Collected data

//! Binary entry point for stockroom.
//!
//! Parses the CLI, resolves configuration, initializes logging, opens the
//! store and photo sidecar, and runs the HTTP server.

#![deny(clippy::all)]
#![warn(clippy::pedantic)]
#![warn(missing_docs)]
// Allow print_stderr in main binary for CLI output
#![allow(clippy::print_stderr)]
// Allow multiple crate versions from transitive dependencies
#![allow(clippy::multiple_crate_versions)]

use clap::Parser;
use std::path::PathBuf;
use std::process::ExitCode;
use std::sync::Arc;
use stockroom::config::{CliOverrides, LogFormat, ServerConfig};
use stockroom::server::{self, AppState};
use stockroom::{InventoryStore, PhotoStore};
use tracing_subscriber::layer::SubscriberExt;
use tracing_subscriber::util::SubscriberInitExt;
use tracing_subscriber::EnvFilter;

/// Stockroom - an inventory registry service with photo attachments.
#[derive(Parser)]
#[command(name = "stockroom")]
#[command(author, version, about, long_about = None)]
struct Cli {
    /// Bind host.
    #[arg(short = 'H', long)]
    host: Option<String>,

    /// Bind port.
    #[arg(short, long)]
    port: Option<u16>,

    /// Cache directory holding the snapshot file and photos.
    #[arg(short, long, env = "STOCKROOM_CACHE")]
    cache: Option<PathBuf>,

    /// Path to a TOML configuration file.
    #[arg(long)]
    config: Option<PathBuf>,

    /// Log output format: text or json.
    #[arg(long)]
    log_format: Option<String>,

    /// Enable verbose output.
    #[arg(short, long)]
    verbose: bool,
}

/// Main entry point.
#[tokio::main]
async fn main() -> ExitCode {
    let cli = Cli::parse();

    let overrides = CliOverrides {
        host: cli.host,
        port: cli.port,
        cache_dir: cli.cache,
        log_format: cli.log_format.as_deref().map(LogFormat::parse),
    };

    let config = match ServerConfig::resolve(overrides, cli.config.as_deref()) {
        Ok(config) => config,
        Err(e) => {
            eprintln!("Failed to load configuration: {e}");
            return ExitCode::FAILURE;
        }
    };

    init_logging(config.log_format, cli.verbose);

    match serve(config).await {
        Ok(()) => ExitCode::SUCCESS,
        Err(e) => {
            eprintln!("Error: {e}");
            ExitCode::FAILURE
        }
    }
}

/// Opens the store and sidecar, then runs the server until it exits.
async fn serve(config: ServerConfig) -> anyhow::Result<()> {
    use anyhow::Context;

    let store = InventoryStore::open(&config.cache_dir)
        .context("failed to open the inventory store")?;
    let photos =
        PhotoStore::new(&config.cache_dir).context("failed to open the photo sidecar")?;

    let state = AppState {
        store: Arc::new(store),
        photos,
    };

    server::run(&config, state).await.context("server failed")
}

/// Initializes the tracing subscriber.
///
/// Filter precedence: `STOCKROOM_LOG`, then `RUST_LOG`, then `debug` with
/// `--verbose`, then `info`.
fn init_logging(format: LogFormat, verbose: bool) {
    let filter = EnvFilter::try_from_env("STOCKROOM_LOG")
        .or_else(|_| EnvFilter::try_from_default_env())
        .unwrap_or_else(|_| EnvFilter::new(if verbose { "debug" } else { "info" }));

    let registry = tracing_subscriber::registry().with(filter);
    match format {
        LogFormat::Json => registry
            .with(
                tracing_subscriber::fmt::layer()
                    .json()
                    .with_writer(std::io::stderr),
            )
            .init(),
        LogFormat::Text => registry
            .with(tracing_subscriber::fmt::layer().with_writer(std::io::stderr))
            .init(),
    }
}
//! Core data types.

mod item;
mod snapshot;

pub use item::{Item, ItemDraft, ItemPatch};
pub use snapshot::{Snapshot, SnapshotFile};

What you should do:
Would you transcribe every entry exactly, leaving nothing out?

The answer:
//! Binary entry point for stockroom.
//!
//! Parses the CLI, resolves configuration, initializes logging, opens the
//! store and photo sidecar, and runs the HTTP server.

#![deny(clippy::all)]
#![warn(clippy::pedantic)]
#![warn(missing_docs)]
// Allow print_stderr in main binary for CLI output
#![allow(clippy::print_stderr)]
// Allow multiple crate versions from transitive dependencies
#![allow(clippy::multiple_crate_versions)]

use clap::Parser;
use std::path::PathBuf;
use std::process::ExitCode;
use std::sync::Arc;
use stockroom::config::{CliOverrides, LogFormat, ServerConfig};
use stockroom::server::{self, AppState};
use stockroom::{InventoryStore, PhotoStore};
use tracing_subscriber::layer::SubscriberExt;
use tracing_subscriber::util::SubscriberInitExt;
use tracing_subscriber::EnvFilter;

/// Stockroom - an inventory registry service with photo attachments.
#[derive(Parser)]
#[command(name = "stockroom")]
#[command(author, version, about, long_about = None)]
struct Cli {
    /// Bind host.
    #[arg(short = 'H', long)]
    host: Option<String>,

    /// Bind port.
    #[arg(short, long)]
    port: Option<u16>,

    /// Cache directory holding the snapshot file and photos.
    #[arg(short, long, env = "STOCKROOM_CACHE")]
    cache: Option<PathBuf>,

    /// Path to a TOML configuration file.
    #[arg(long)]
    config: Option<PathBuf>,

    /// Log output format: text or json.
    #[arg(long)]
    log_format: Option<String>,

    /// Enable verbose output.
    #[arg(short, long)]
    verbose: bool,
}

/// Main entry point.
#[tokio::main]
async fn main() -> ExitCode {
    let cli = Cli::parse();

    let overrides = CliOverrides {
        host: cli.host,
        port: cli.port,
        cache_dir: cli.cache,
        log_format: cli.log_format.as_deref().map(LogFormat::parse),
    };

    let config = match ServerConfig::resolve(overrides, cli.config.as_deref()) {
        Ok(config) => config,
        Err(e) => {
            eprintln!("Failed to load configuration: {e}");
            return ExitCode::FAILURE;
        }
    };

    init_logging(config.log_format, cli.verbose);

    match serve(config).await {
        Ok(()) => ExitCode::SUCCESS,
        Err(e) => {
            eprintln!("Error: {e}");
            ExitCode::FAILURE
        }
    }
}

/// Opens the store and sidecar, then runs the server until it exits.
async fn serve(config: ServerConfig) -> anyhow::Result<()> {
    use anyhow::Context;

    let store = InventoryStore::open(&config.cache_dir)
        .context("failed to open the inventory store")?;
    let photos =
        PhotoStore::new(&config.cache_dir).context("failed to open the photo sidecar")?;

    let state = AppState {
        store: Arc::new(store),
        photos,
    };

    server::run(&config, state).await.context("server failed")
}

/// Initializes the tracing subscriber.
///
/// Filter precedence: `STOCKROOM_LOG`, then `RUST_LOG`, then `debug` with
/// `--verbose`, then `info`.
fn init_logging(format: LogFormat, verbose: bool) {
    let filter = EnvFilter::try_from_env("STOCKROOM_LOG")
        .or_else(|_| EnvFilter::try_from_default_env())
        .unwrap_or_else(|_| EnvFilter::new(if verbose { "debug" } else { "info" }));

    let registry = tracing_subscriber::registry().with(filter);
    match format {
        LogFormat::Json => registry
            .with(
                tracing_subscriber::fmt::layer()
                    .json()
                    .with_writer(std::io::stderr),
            )
            .init(),
        LogFormat::Text => registry
            .with(tracing_subscriber::fmt::layer().with_writer(std::io::stderr))
            .init(),
    }
}
//! Core data types.

mod item;
mod snapshot;

pub use item::{Item, ItemDraft, ItemPatch};
pub use snapshot::{Snapshot, SnapshotFile};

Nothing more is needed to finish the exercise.